- _Directions_
Report how many lines of the data below contain "tracing". Give nothing besides the number.

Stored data
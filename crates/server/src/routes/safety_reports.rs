//! `/safety-reports` handlers.

use axum::body::Bytes;
use axum::extract::rejection::QueryRejection;
use axum::extract::{Path, Query, State};
use axum::http::{HeaderMap, StatusCode};
use axum::Json;
use buildwise_core::{
    ProjectId, ReportStatus, SafetyReport, SafetyReportFilter, SafetyReportId, Severity, Time,
    UserId,
};
use serde::Deserialize;
use tracing::{debug, info, warn};

use super::{parse_body, parse_id, ACTOR_HEADER};
use crate::error::{ApiError, ApiResult};
use crate::state::AppState;
use crate::views::{Message, SafetyReportView};

/// Body of `POST /safety-reports`.
#[derive(Debug, Deserialize)]
#[serde(rename_all = "camelCase")]
pub struct NewSafetyReport {
    title: String,
    description: String,
    severity: Severity,
    location: Option<String>,
    #[serde(default)]
    photos: Vec<String>,
    project_id: ProjectId,
    reporter_id: Option<UserId>,
}

/// Body of `PUT /safety-reports/{id}`.
///
/// Absent fields keep their value except `resolvedAt`, which is replaced.
#[derive(Debug, Deserialize)]
#[serde(rename_all = "camelCase")]
pub struct SafetyReportUpdate {
    title: Option<String>,
    description: Option<String>,
    severity: Option<Severity>,
    status: Option<ReportStatus>,
    location: Option<String>,
    photos: Option<Vec<String>>,
    resolution: Option<String>,
    resolved_at: Option<Time>,
}

/// The user filing a report: the body's `reporterId`, else the actor
/// header. There is no fallback identity.
fn resolve_actor(body: Option<UserId>, headers: &HeaderMap) -> ApiResult<UserId> {
    if let Some(id) = body {
        return Ok(id);
    }
    let Some(raw) = headers.get(ACTOR_HEADER) else {
        warn!("Safety report without reporter");
        return Err(ApiError::BadRequest(format!(
            "reporterId or {} header is required",
            ACTOR_HEADER
        )));
    };
    raw.to_str()
        .ok()
        .and_then(|s| s.trim().parse().ok())
        .ok_or_else(|| ApiError::BadRequest(format!("{} is not a valid user id", ACTOR_HEADER)))
}

/// `GET /safety-reports`, newest first, filtered by `status`, `severity`
/// and `projectId`.
pub async fn list_safety_reports(
    State(state): State<AppState>,
    query: Result<Query<SafetyReportFilter>, QueryRejection>,
) -> ApiResult<Json<Vec<SafetyReportView>>> {
    const FAILURE: &str = "Failed to fetch safety reports";
    let Query(filter) = query.map_err(|e| ApiError::BadRequest(e.body_text()))?;

    let storage = state.read().await;
    let reports = storage.list_safety_reports(&filter).await.map_err(ApiError::internal(FAILURE))?;

    let mut views = Vec::with_capacity(reports.len());
    for report in reports {
        views.push(
            SafetyReportView::load(&**storage, report)
                .await
                .map_err(ApiError::internal(FAILURE))?,
        );
    }
    debug!("Listed {} safety reports", views.len());
    Ok(Json(views))
}

/// `POST /safety-reports`: filed as `OPEN`.
pub async fn create_safety_report(
    State(state): State<AppState>,
    headers: HeaderMap,
    body: Bytes,
) -> ApiResult<(StatusCode, Json<SafetyReportView>)> {
    const FAILURE: &str = "Failed to create safety report";
    let req: NewSafetyReport = parse_body(&body, FAILURE)?;
    let reporter_id = resolve_actor(req.reporter_id, &headers)?;

    let mut storage = state.write().await;
    if storage.load_project(req.project_id).await.map_err(ApiError::internal(FAILURE))?.is_none() {
        return Err(ApiError::not_found("Project not found"));
    }
    if storage.load_user(reporter_id).await.map_err(ApiError::internal(FAILURE))?.is_none() {
        return Err(ApiError::not_found("Reporter not found"));
    }

    let mut report = SafetyReport::new(req.project_id, reporter_id, req.title, req.description, req.severity);
    report.location = req.location;
    report.photos = req.photos;

    storage.save_safety_report(&report).await.map_err(ApiError::internal(FAILURE))?;
    storage
        .commit(&format!("File safety report {}", report.id))
        .await
        .map_err(ApiError::internal(FAILURE))?;

    info!("Filed {:?} safety report {} on project {}", report.severity, report.id, report.project_id);
    let view = SafetyReportView::load(&**storage, report).await.map_err(ApiError::internal(FAILURE))?;
    Ok((StatusCode::CREATED, Json(view)))
}

/// `GET /safety-reports/{id}`
pub async fn get_safety_report(
    State(state): State<AppState>,
    Path(id): Path<String>,
) -> ApiResult<Json<SafetyReportView>> {
    const FAILURE: &str = "Failed to fetch safety report";
    let id: SafetyReportId = parse_id(&id, "Safety report not found")?;

    let storage = state.read().await;
    let Some(report) = storage.load_safety_report(id).await.map_err(ApiError::internal(FAILURE))? else {
        return Err(ApiError::not_found("Safety report not found"));
    };
    let view = SafetyReportView::load(&**storage, report).await.map_err(ApiError::internal(FAILURE))?;
    Ok(Json(view))
}

/// `PUT /safety-reports/{id}`
pub async fn update_safety_report(
    State(state): State<AppState>,
    Path(id): Path<String>,
    body: Bytes,
) -> ApiResult<Json<SafetyReportView>> {
    const FAILURE: &str = "Failed to update safety report";
    let id: SafetyReportId = parse_id(&id, "Safety report not found")?;
    let update: SafetyReportUpdate = parse_body(&body, FAILURE)?;

    let mut storage = state.write().await;
    let Some(mut report) = storage.load_safety_report(id).await.map_err(ApiError::internal(FAILURE))? else {
        return Err(ApiError::not_found("Safety report not found"));
    };

    apply_update(&mut report, update, chrono::Utc::now());
    storage.save_safety_report(&report).await.map_err(ApiError::internal(FAILURE))?;
    storage
        .commit(&format!("Update safety report {}", id))
        .await
        .map_err(ApiError::internal(FAILURE))?;

    info!("Updated safety report {} -> {:?}", id, report.status);
    let view = SafetyReportView::load(&**storage, report).await.map_err(ApiError::internal(FAILURE))?;
    Ok(Json(view))
}

fn apply_update(report: &mut SafetyReport, update: SafetyReportUpdate, now: Time) {
    if let Some(title) = update.title {
        report.title = title;
    }
    if let Some(description) = update.description {
        report.description = description;
    }
    if let Some(severity) = update.severity {
        report.severity = severity;
    }
    if let Some(status) = update.status {
        report.status = status;
    }
    if update.location.is_some() {
        report.location = update.location;
    }
    if let Some(photos) = update.photos {
        report.photos = photos;
    }
    if update.resolution.is_some() {
        report.resolution = update.resolution;
    }
    report.resolved_at = update.resolved_at;
    report.updated_at = now;
}

/// `DELETE /safety-reports/{id}`
pub async fn delete_safety_report(
    State(state): State<AppState>,
    Path(id): Path<String>,
) -> ApiResult<Json<Message>> {
    const FAILURE: &str = "Failed to delete safety report";
    let id: SafetyReportId = parse_id(&id, "Safety report not found")?;

    let mut storage = state.write().await;
    if !storage.delete_safety_report(id).await.map_err(ApiError::internal(FAILURE))? {
        return Err(ApiError::not_found("Safety report not found"));
    }
    storage
        .commit(&format!("Delete safety report {}", id))
        .await
        .map_err(ApiError::internal(FAILURE))?;

    info!("Deleted safety report {}", id);
    Ok(Json(Message::new("Safety report deleted successfully")))
}
//! Cost estimating for Buildwise.
//!
//! [`aggregate`] rolls priced line items into category sums and a grand
//! total; [`NewCostEstimate`] turns a submitted quote into a stored
//! [`buildwise_core::CostEstimate`]; [`format_usd`] renders amounts for
//! display.

#![warn(missing_docs)]

pub mod aggregator;
pub mod currency;
pub mod estimate;

pub use aggregator::{aggregate, CostBreakdown, CostParameters, Priced};
pub use currency::format_usd;
pub use estimate::{LineItemDraft, NewCostEstimate};
//! Storage abstraction and implementations for Buildwise.
//!
//! This crate provides a trait-based storage interface with a JSON file
//! reference implementation, a volatile in-memory backend and an
//! optional SQLite backend.

#![warn(missing_docs)]

pub mod trait_;
pub mod memory_storage;
#[cfg(feature = "json")]
pub mod json_storage;
#[cfg(feature = "sqlite")]
pub mod sqlite_storage;

pub use trait_::{RecordKind, Result, Storage, StorageError};
pub use memory_storage::MemoryStorage;
#[cfg(feature = "json")]
pub use json_storage::JsonStorage;
#[cfg(feature = "sqlite")]
pub use sqlite_storage::SqliteStorage;
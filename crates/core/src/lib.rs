//! Buildwise core data models.
//!
//! This crate defines the records shared by storage, the progress and
//! costing calculators, and the HTTP server.

#![warn(missing_docs)]

// Core identities
mod id;

// People and projects
mod user;
mod project;

// Site work
mod task;
mod equipment;
mod safety;

// Estimating
mod estimate;

// Re-exports
pub use id::*;

pub use user::{User, UserRole, UserSummary};
pub use project::{Project, ProjectStatus, ProjectRef, ProjectMember};
pub use task::{Task, TaskStatus, TaskPriority, TaskAssignment, TaskFilter};
pub use equipment::{
    Equipment, EquipmentType, EquipmentStatus, EquipmentFilter,
    MaintenanceRecord, MaintenanceOutlook, MaintenanceState, DUE_SOON_DAYS,
};
pub use safety::{SafetyReport, Severity, ReportStatus, SafetyReportFilter};
pub use estimate::{CostEstimate, EstimateStatus, LineItem, CostCategory};

/// Timestamp type
pub type Time = chrono::DateTime<chrono::Utc>;
//! Shared server state.

use std::sync::Arc;

use buildwise_storage::Storage;
use tokio::sync::{RwLock, RwLockReadGuard, RwLockWriteGuard};
use tracing::info;

use crate::config::{Backend, ServerConfig};

/// Storage shared by every request.
///
/// Reads share the lock; any handler that writes holds it exclusively for
/// its whole read-modify-write sequence.
#[derive(Clone)]
pub struct AppState {
    storage: Arc<RwLock<Box<dyn Storage>>>,
}

impl AppState {
    /// Wrap an opened backend.
    pub fn new(storage: impl Storage + 'static) -> Self {
        Self {
            storage: Arc::new(RwLock::new(Box::new(storage))),
        }
    }

    /// Open the backend selected by `config`.
    pub async fn open(config: &ServerConfig) -> buildwise_storage::Result<Self> {
        match config.backend {
            Backend::Json => {
                info!("Using JSON storage at {}", config.storage_path.display());
                let storage = buildwise_storage::JsonStorage::new(&config.storage_path).await?;
                Ok(Self::new(storage))
            }
            #[cfg(feature = "sqlite")]
            Backend::Sqlite => {
                tokio::fs::create_dir_all(&config.storage_path).await?;
                let path = config.database_path();
                info!("Using SQLite storage at {}", path.display());
                let storage = buildwise_storage::SqliteStorage::new_from_path(&path).await?;
                Ok(Self::new(storage))
            }
            #[cfg(not(feature = "sqlite"))]
            Backend::Sqlite => Err(buildwise_storage::StorageError::Other(
                "SQLite backend not compiled in; rebuild with --features sqlite".to_string(),
            )),
        }
    }

    /// Shared access for reads.
    pub async fn read(&self) -> RwLockReadGuard<'_, Box<dyn Storage>> {
        self.storage.read().await
    }

    /// Exclusive access for writes.
    pub async fn write(&self) -> RwLockWriteGuard<'_, Box<dyn Storage>> {
        self.storage.write().await
    }
}

#[cfg(test)]
mod tests {
    use super::*;
    use buildwise_core::{User, UserRole};
    use buildwise_storage::MemoryStorage;

    #[tokio::test]
    async fn test_writes_are_visible_to_clones() {
        let state = AppState::new(MemoryStorage::new());
        let other = state.clone();

        let user = User::new("pm@site.test", None, UserRole::ProjectManager);
        state.write().await.save_user(&user).await.unwrap();

        assert!(other.read().await.load_user(user.id).await.unwrap().is_some());
    }

    #[tokio::test]
    async fn test_open_json_backend() {
        let dir = tempfile::tempdir().unwrap();
        let config = ServerConfig {
            storage_path: dir.path().join("data"),
            ..Default::default()
        };
        let state = AppState::open(&config).await.unwrap();
        assert!(state.read().await.list_users().await.unwrap().is_empty());
    }
}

- _Your response_
2